NORWALK, Conn. – Oak Hills Park Authority (OHPA) needs additional revenues to stay alive. If these revenues are not achieved, then as their independent auditor states, “(there is) substantial doubt about its ability to continue as a going concern.”

While interest in a driving range has existed for years, OHPA’s financial difficulties have brought the driving range idea to the forefront. OHPA has been working closely with the city on the Request for Proposal for the range.

There has been a lot of community discussion over the driving range. The most vocal opponents appear to be reacting from an intensely passionate environmental perspective. However since Oak Hills has been a Norwalk gem for decades and a source of community pride for many, there has been strong city support to help OHPA regain its footing.

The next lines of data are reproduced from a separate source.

use std::sync::Arc;

use crate::config::AppConfig;
use crate::database::MongoDB;
use crate::models::User;
use crate::services::auth_service;
use crate::services::blob_service::BlobStorage;
use crate::services::mail_service::Mailer;
use crate::services::search_service::SearchClient;
use crate::utils::AppError;

/// Shared handles passed to every handler through `web::Data`.
#[derive(Clone)]
pub struct AppState {
    pub db: MongoDB,
    pub config: Arc<AppConfig>,
    pub http: reqwest::Client,
    pub blob: Option<BlobStorage>,
    pub search: Option<SearchClient>,
    pub mailer: Mailer,
    /// Fixed account table standing in for the users collection
    #[cfg(test)]
    pub accounts: Option<Vec<User>>,
}

impl AppState {
    pub async fn init(config: AppConfig) -> Result<Self, String> {
        let db = MongoDB::new(&config.mongodb_uri)
            .await
            .map_err(|e| format!("Failed to connect to MongoDB: {}", e))?;
        log::info!("✅ MongoDB connected successfully");

        let http = reqwest::Client::builder()
            .timeout(std::time::Duration::from_secs(60))
            .build()
            .map_err(|e| format!("Failed to build HTTP client: {}", e))?;

        let blob = match &config.storage_connection_string {
            Some(conn) => {
                let storage = BlobStorage::new(http.clone(), conn, &config.storage_container)
                    .map_err(|e| e.to_string())?;
                if let Err(e) = storage.ensure_container().await {
                    log::warn!("⚠️  Could not ensure blob container '{}': {}", storage.container(), e);
                }
                Some(storage)
            }
            None => {
                log::warn!("⚠️  AZURE_STORAGE_CONNECTION_STRING not set: uploads disabled");
                None
            }
        };

        let search = match &config.search {
            Some(cfg) => {
                let client = SearchClient::new(http.clone(), cfg);
                if let Err(e) = client.ensure_index().await {
                    log::warn!("⚠️  Could not ensure search index '{}': {}", cfg.index, e);
                }
                Some(client)
            }
            None => {
                log::warn!("⚠️  Azure Search not configured: /api/search disabled");
                None
            }
        };

        let mailer = Mailer::new(config.smtp.as_ref()).map_err(|e| e.to_string())?;

        Ok(Self {
            db,
            config: Arc::new(config),
            http,
            blob,
            search,
            mailer,
            #[cfg(test)]
            accounts: None,
        })
    }

    pub fn blob(&self) -> Result<&BlobStorage, AppError> {
        self.blob
            .as_ref()
            .ok_or_else(|| AppError::Unavailable("File storage is not configured".to_string()))
    }

    pub fn search(&self) -> Result<&SearchClient, AppError> {
        self.search
            .as_ref()
            .ok_or_else(|| AppError::Unavailable("Search is not configured".to_string()))
    }

    /// Account a token subject points at, as currently stored
    pub async fn find_account(&self, user_id: &str) -> Result<Option<User>, AppError> {
        if let Some(found) = self.fixed_account(user_id) {
            return Ok(found);
        }
        auth_service::find_account(&self.db, user_id).await
    }

    #[cfg(not(test))]
    fn fixed_account(&self, _user_id: &str) -> Option<Option<User>> {
        None
    }

    #[cfg(test)]
    fn fixed_account(&self, user_id: &str) -> Option<Option<User>> {
        self.accounts
            .as_ref()
            .map(|accounts| accounts.iter().find(|u| u.id_hex() == user_id).cloned())
    }

    /// State with a lazily-connected database and no external services.
    #[cfg(test)]
    pub async fn for_tests() -> Self {
        let config = AppConfig::for_tests();
        let db = MongoDB::connect_lazy(&config.mongodb_uri)
            .await
            .expect("lazy client");
        Self {
            db,
            config: Arc::new(config),
            http: reqwest::Client::new(),
            blob: None,
            search: None,
            mailer: Mailer::disabled(),
            accounts: Some(Vec::new()),
        }
    }

    /// Test state whose token subjects resolve against `accounts`.
    #[cfg(test)]
    pub async fn for_tests_with(accounts: Vec<User>) -> Self {
        let mut state = Self::for_tests().await;
        state.accounts = Some(accounts);
        state
    }
}

/// Stored account with an id plus a bearer header signed for it.
#[cfg(test)]
pub fn test_account(email: &str, role: crate::models::Role) -> (User, String) {
    let mut user = User::new(email.to_string(), None, None, role);
    user.id = Some(mongodb::bson::oid::ObjectId::new());
    let token = auth_service::generate_jwt(&user, &AppConfig::for_tests().jwt).expect("token");
    (user, format!("Bearer {}", token))
}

Therefore this letter attempts to address questions raised by other Norwalk citizens.

How did OHPA get into this financial mess? Two things happened. The first was the recession, which has driven down golf rounds from 45,716 in 2008 to 33,167 in 2012. The second was the city decision in 2005 to require the OHPA to assume the $2.275 million restaurant debt. In retrospect the restaurant and its debt were too large – a much smaller and less costly venue would have served the golfers better.

Do Norwalk taxpayer dollars pay for OHPA operations? No. There is no line item in the city operating budget for Oak Hills. Created by the Common Council in 1997, OHPA has its’ own revenue stream – like the Parking Authority or the WPCA. OHPA revenues come from golf fees, ID cards, cart revenue and rental income – not from tax dollars.

But doesn’t the City support OHPA? Yes, in the form of loans. The first city loan to OHPA was in 1999; $990,000 to fund the installation of the irrigation system. This loan has been repaid down to $260,526. Additional $2,275,000 loans were made in 2005 and 2006 to finance the restaurant construction. The restaurant loans have been repaid down to $1,971,067. Smaller loans in 2009 and 2012 were made to finance cart path paving plus other capital improvement projects.

Has OPHA taken steps to improve itself? Yes. The new leaders have cut costs and raised fees. In exchange the city modified the OHPA loans to spread out the repayments. However all of these steps are still not enough.

What about the recent $150,000 loan to OHPA? Authorized 13-1 by the Common Council and approved by the BET, this loan prevented OHPA from running out of cash this winter. While OHPA has always had negative winter cash flow, its weakened state created this seasonal emergency for the first time – hence the urgency to move forward.

Where does the city get the money for the OHPA loans? The city issues bonds as part of its normal capital budget process. OHPA repays the loans to the city and the city repays the bonds to its investors. The whole process is designed to be a wash and at no cost to the Norwalk taxpayers.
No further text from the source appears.